* _WHAT IS BEING ASKED_
Each line of the material holding the word "params" must be identified and copied.

* _AVAILABLE DATA_
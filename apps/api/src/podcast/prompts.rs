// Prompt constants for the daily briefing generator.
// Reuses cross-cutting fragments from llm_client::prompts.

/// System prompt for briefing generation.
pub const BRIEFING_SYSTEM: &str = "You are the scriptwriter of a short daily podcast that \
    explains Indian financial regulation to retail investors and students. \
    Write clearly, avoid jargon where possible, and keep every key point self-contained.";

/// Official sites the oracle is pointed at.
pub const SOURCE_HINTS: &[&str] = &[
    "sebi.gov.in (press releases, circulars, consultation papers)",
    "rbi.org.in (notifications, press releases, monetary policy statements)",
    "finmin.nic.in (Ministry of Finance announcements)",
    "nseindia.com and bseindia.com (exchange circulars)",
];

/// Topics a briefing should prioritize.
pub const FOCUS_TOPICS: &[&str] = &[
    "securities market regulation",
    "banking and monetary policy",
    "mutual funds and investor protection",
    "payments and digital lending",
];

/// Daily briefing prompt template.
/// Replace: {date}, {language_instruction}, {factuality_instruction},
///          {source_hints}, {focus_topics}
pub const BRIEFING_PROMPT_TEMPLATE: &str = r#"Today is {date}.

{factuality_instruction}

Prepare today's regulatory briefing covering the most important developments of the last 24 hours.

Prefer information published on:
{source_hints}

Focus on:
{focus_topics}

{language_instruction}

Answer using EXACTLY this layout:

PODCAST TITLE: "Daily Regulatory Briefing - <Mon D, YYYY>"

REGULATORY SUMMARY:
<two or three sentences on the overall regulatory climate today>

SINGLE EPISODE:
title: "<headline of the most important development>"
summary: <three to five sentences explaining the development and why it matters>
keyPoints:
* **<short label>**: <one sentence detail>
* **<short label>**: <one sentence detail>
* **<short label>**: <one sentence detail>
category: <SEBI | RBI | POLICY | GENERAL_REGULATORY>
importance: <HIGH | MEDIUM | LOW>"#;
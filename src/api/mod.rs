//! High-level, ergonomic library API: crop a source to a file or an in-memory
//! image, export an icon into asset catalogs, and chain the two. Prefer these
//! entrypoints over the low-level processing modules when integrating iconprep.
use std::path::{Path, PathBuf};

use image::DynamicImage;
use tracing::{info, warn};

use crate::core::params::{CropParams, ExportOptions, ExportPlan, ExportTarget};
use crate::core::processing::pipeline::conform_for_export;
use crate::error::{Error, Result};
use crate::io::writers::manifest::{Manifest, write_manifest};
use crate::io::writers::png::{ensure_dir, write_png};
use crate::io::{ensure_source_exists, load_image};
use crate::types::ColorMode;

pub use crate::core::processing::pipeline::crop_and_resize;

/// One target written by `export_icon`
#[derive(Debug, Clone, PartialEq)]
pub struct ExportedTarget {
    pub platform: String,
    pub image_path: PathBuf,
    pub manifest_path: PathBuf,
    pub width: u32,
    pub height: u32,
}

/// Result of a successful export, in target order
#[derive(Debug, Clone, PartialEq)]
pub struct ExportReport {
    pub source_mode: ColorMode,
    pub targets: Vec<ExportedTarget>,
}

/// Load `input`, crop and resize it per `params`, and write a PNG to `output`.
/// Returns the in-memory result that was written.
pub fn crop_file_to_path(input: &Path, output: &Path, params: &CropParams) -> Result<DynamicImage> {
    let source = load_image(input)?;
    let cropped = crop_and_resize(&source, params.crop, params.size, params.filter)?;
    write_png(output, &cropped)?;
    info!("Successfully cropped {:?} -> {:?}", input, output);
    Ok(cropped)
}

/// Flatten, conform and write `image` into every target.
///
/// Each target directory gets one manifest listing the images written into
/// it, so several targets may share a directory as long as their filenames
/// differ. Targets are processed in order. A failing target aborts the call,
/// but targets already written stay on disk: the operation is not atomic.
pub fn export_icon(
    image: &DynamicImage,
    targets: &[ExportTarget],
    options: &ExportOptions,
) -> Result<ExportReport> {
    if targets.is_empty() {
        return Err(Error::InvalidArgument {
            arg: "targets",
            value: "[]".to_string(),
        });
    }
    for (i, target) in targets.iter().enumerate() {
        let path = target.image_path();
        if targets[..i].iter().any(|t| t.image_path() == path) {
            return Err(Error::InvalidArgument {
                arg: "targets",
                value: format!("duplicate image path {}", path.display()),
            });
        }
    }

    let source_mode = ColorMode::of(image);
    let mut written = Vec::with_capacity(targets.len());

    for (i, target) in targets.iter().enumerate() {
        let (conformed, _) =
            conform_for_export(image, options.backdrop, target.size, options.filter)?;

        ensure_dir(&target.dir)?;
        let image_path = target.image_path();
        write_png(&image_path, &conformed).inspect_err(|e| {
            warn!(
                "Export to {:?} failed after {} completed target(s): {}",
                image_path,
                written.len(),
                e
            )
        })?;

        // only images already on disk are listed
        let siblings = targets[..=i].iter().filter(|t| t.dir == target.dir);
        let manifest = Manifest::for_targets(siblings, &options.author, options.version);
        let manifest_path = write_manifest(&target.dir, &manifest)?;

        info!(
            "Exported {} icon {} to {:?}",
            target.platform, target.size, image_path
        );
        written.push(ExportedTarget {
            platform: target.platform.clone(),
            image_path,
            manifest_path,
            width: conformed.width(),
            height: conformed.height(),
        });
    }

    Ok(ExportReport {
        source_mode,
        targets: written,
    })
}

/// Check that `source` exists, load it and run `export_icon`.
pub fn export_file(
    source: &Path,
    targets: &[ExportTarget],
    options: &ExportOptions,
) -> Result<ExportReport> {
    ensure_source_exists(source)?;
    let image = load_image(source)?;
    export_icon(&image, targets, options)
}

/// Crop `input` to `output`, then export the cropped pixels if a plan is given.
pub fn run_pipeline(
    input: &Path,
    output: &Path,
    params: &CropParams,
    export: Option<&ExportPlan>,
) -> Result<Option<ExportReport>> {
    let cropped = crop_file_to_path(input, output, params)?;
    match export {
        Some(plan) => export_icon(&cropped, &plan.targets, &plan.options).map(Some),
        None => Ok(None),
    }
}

* _WRITTEN RESPONSE_
use crate::core::params::{CropParams, ExportOptions, ExportPlan, ExportTarget};
/// Load `input`, crop and resize it per `params`, and write a PNG to `output`.
pub fn crop_file_to_path(input: &Path, output: &Path, params: &CropParams) -> Result<DynamicImage> {
    let cropped = crop_and_resize(&source, params.crop, params.size, params.filter)?;
    params: &CropParams,
    let cropped = crop_file_to_path(input, output, params)?;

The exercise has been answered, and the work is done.